Morgan Wayne J, Stern Debra A, Sherrill Duane L, Guerra Stefano, Holberg Catharine J, Guilbert Theresa W, Taussig Lynn M, Wright Anne L, Martinez Fernando D
Arizona Respiratory Center, P.O. Box 245030, Tucson, Arizona 85724, USA.
Am J Respir Crit Care Med. 2005 Nov 15;172(10):1253-8. doi: 10.1164/rccm.200504-525OC. Epub 2005 Aug 18.
The effect of early life wheezing on respiratory function and continued symptoms through adolescence has not been fully described. Using data from a population-based birth cohort in Tucson, Arizona, we previously described four phenotypes based on the occurrence of wheezing lower respiratory illnesses before age 3 yr and active wheeze at age 6 yr: never wheezers (n = 425), transient early wheezers (n = 164), persistent wheezers (n = 113), and late-onset wheezers (n = 124).
We sought to determine the prognosis for these phenotypes, with reference to lung function and symptoms, through adolescence.
Current wheeze was assessed by questionnaire, lung function was measured by conventional spirometry, and atopy was determined by skin prick tests.

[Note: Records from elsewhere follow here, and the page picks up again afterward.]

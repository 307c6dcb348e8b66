//! Invalidation and replay after a global registry change.
//!
//! Every unit remembers two calls: the last component resolution (its locally
//! resolved components) and the last markup generation (its template). When a
//! rebuild of the application entry commits a changed registry, the units whose
//! components were merged against an older version are stale. Their components
//! are re-merged from the remembered local map, then their markup is generated
//! again from the remembered template. Both passes follow the order in which
//! units were first recorded.

use std::collections::HashSet;

use indexmap::IndexMap;
use parking_lot::Mutex;

use super::BuildSession;
use super::components::merge_components;
use super::markup::MarkupCall;
use crate::core::UnitId;
use crate::store::ComponentMap;

/// Remembered component resolution of a unit.
#[derive(Debug, Clone, PartialEq, Eq)]
pub struct ComponentResolutionCall {
    /// Components the unit declares itself, already resolved
    pub local: ComponentMap,
}

/// Last recorded calls per unit, in first-recorded order.
#[derive(Debug, Default)]
pub struct ReplayRecords {
    components: Mutex<IndexMap<UnitId, ComponentResolutionCall>>,
    markups: Mutex<IndexMap<UnitId, MarkupCall>>,
    refreshed: Mutex<HashSet<UnitId>>,
}

impl ReplayRecords {
    /// Remember the component resolution of `unit`, replacing an earlier one.
    pub fn record_components(&self, unit: UnitId, call: ComponentResolutionCall) {
        self.components.lock().insert(unit, call);
    }

    /// Forget the component resolution of `unit`.
    pub fn forget_components(&self, unit: &UnitId) {
        self.components.lock().shift_remove(unit);
    }

    /// Remember a markup generation, replacing an earlier one for the same unit.
    pub fn record_markup(&self, call: MarkupCall) {
        self.markups.lock().insert(call.unit.clone(), call);
    }

    /// Last component resolution of `unit`.
    pub fn component_call(&self, unit: &UnitId) -> Option<ComponentResolutionCall> {
        self.components.lock().get(unit).cloned()
    }

    /// Last markup generation of `unit`.
    pub fn markup_call(&self, unit: &UnitId) -> Option<MarkupCall> {
        self.markups.lock().get(unit).cloned()
    }

    /// Units with a remembered markup generation, in order.
    pub fn markup_units(&self) -> Vec<UnitId> {
        self.markups.lock().keys().cloned().collect()
    }

    /// Distinct units refreshed after a registry change so far.
    pub fn refreshed_count(&self) -> usize {
        self.refreshed.lock().len()
    }

    fn component_calls(&self) -> Vec<(UnitId, ComponentResolutionCall)> {
        self.components.lock().iter().map(|(k, v)| (k.clone(), v.clone())).collect()
    }

    fn markup_calls(&self) -> Vec<MarkupCall> {
        self.markups.lock().values().cloned().collect()
    }
}

impl BuildSession {
    /// Refresh every unit merged against a registry version older than the
    /// current one. Returns the number of units refreshed.
    ///
    /// Only units whose components are resolved take part. Units still in
    /// flight merge against the current registry on their own, and a failed
    /// slot stays failed until the unit is compiled again.
    pub async fn invalidate(&self, version: u64) -> usize {
        let inner = &self.inner;
        let Some(snapshot) = inner.registry.snapshot() else {
            return 0;
        };
        if snapshot.version != version {
            tracing::debug!(target: "replay", "Registry moved from {version} to {}", snapshot.version);
        }

        let stale: HashSet<UnitId> = inner
            .store
            .units()
            .into_iter()
            .filter(|unit| {
                inner.store.get(unit).is_some_and(|record| {
                    record.components.is_ready()
                        && record.registry_version.is_some_and(|v| v < snapshot.version)
                })
            })
            .collect();
        if stale.is_empty() {
            return 0;
        }
        tracing::info!(
            target: "replay",
            "Global components changed (version {}), refreshing {} units",
            snapshot.version,
            stale.len()
        );

        for (unit, call) in inner.replay.component_calls() {
            if stale.contains(&unit) {
                merge_components(&inner.store, &unit, &call.local, &snapshot);
            }
        }

        let mut refreshed = stale;
        let calls: Vec<_> =
            inner.replay.markup_calls().into_iter().filter(|call| refreshed.contains(&call.unit)).collect();
        let results = futures::future::join_all(calls.iter().map(|call| self.render_markup(call))).await;
        for (call, result) in calls.iter().zip(results) {
            if let Err(e) = result {
                tracing::warn!(target: "replay", "Could not regenerate {}: {e:#}", call.unit);
                refreshed.remove(&call.unit);
            }
        }

        let count = refreshed.len();
        inner.replay.refreshed.lock().extend(refreshed);
        count
    }
}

The prevalence of atopy and wheeze by age 16 yr was similar for never and transient wheezers and for persistent and late-onset wheezers. Both transient early, and persistent wheezers had significantly lower FEF(25-75) (-259 ml/s, p < 0.001, and -260 ml/s, p = 0.001, respectively), FEV1 (-75 ml, p = 0.02, and -87 ml, p = 0.03, respectively), and FEV1:FVC ratio (-1.9%, p = 0.002, and -2.5%, p = 0.001, respectively) through age 16 yr compared with never wheezers. Late-onset wheezers had levels of lung function similar to those of never wheezers through age 16 yr. There was no significant change in lung function among subjects with any of the four phenotypes, relative to their peers, from age 6 to 16 yr.
Patterns of wheezing prevalence and levels of lung function are established by age 6 yr and do not appear to change significantly by age 16 yr in children who start having asthma-like symptoms during the preschool years.
早年喘息对呼吸功能以及青春期持续症状的影响尚未得到充分描述。利用来自亚利桑那州图森市一项基于人群的出生队列研究的数据,我们之前根据3岁前喘息性下呼吸道疾病的发生情况以及6岁时的活动性喘息描述了四种表型:从不喘息者(n = 425)、短暂早期喘息者(n = 164)、持续性喘息者(n = 113)和迟发性喘息者(n = 124)。
我们试图通过青春期来确定这些表型在肺功能和症状方面的预后情况。
通过问卷评估当前喘息情况,用传统肺量计测量肺功能,通过皮肤点刺试验确定特应性。
16岁时,从不喘息者和短暂喘息者以及持续性喘息者和迟发性喘息者的特应性和喘息患病率相似。与从不喘息者相比,短暂早期喘息者和持续性喘息者在16岁时的FEF(25 - 75)(分别为-259 ml/s,p < 0.001和-260 ml/s,p = 0.001)、FEV1(分别为-75 ml,p = 0.02和-87 ml,p = 0.03)以及FEV1:FVC比值(分别为-1.9%,p = 0.002和-2.5%,p = 0.001)均显著降低。迟发性喘息者在16岁时的肺功能水平与从不喘息者相似。在6至16岁期间,四种表型中的任何一种表型的受试者相对于其同龄人,肺功能均无显著变化。
喘息患病率模式和肺功能水平在6岁时就已确立,对于在学龄前开始出现哮喘样症状的儿童,到16岁时似乎没有显著变化。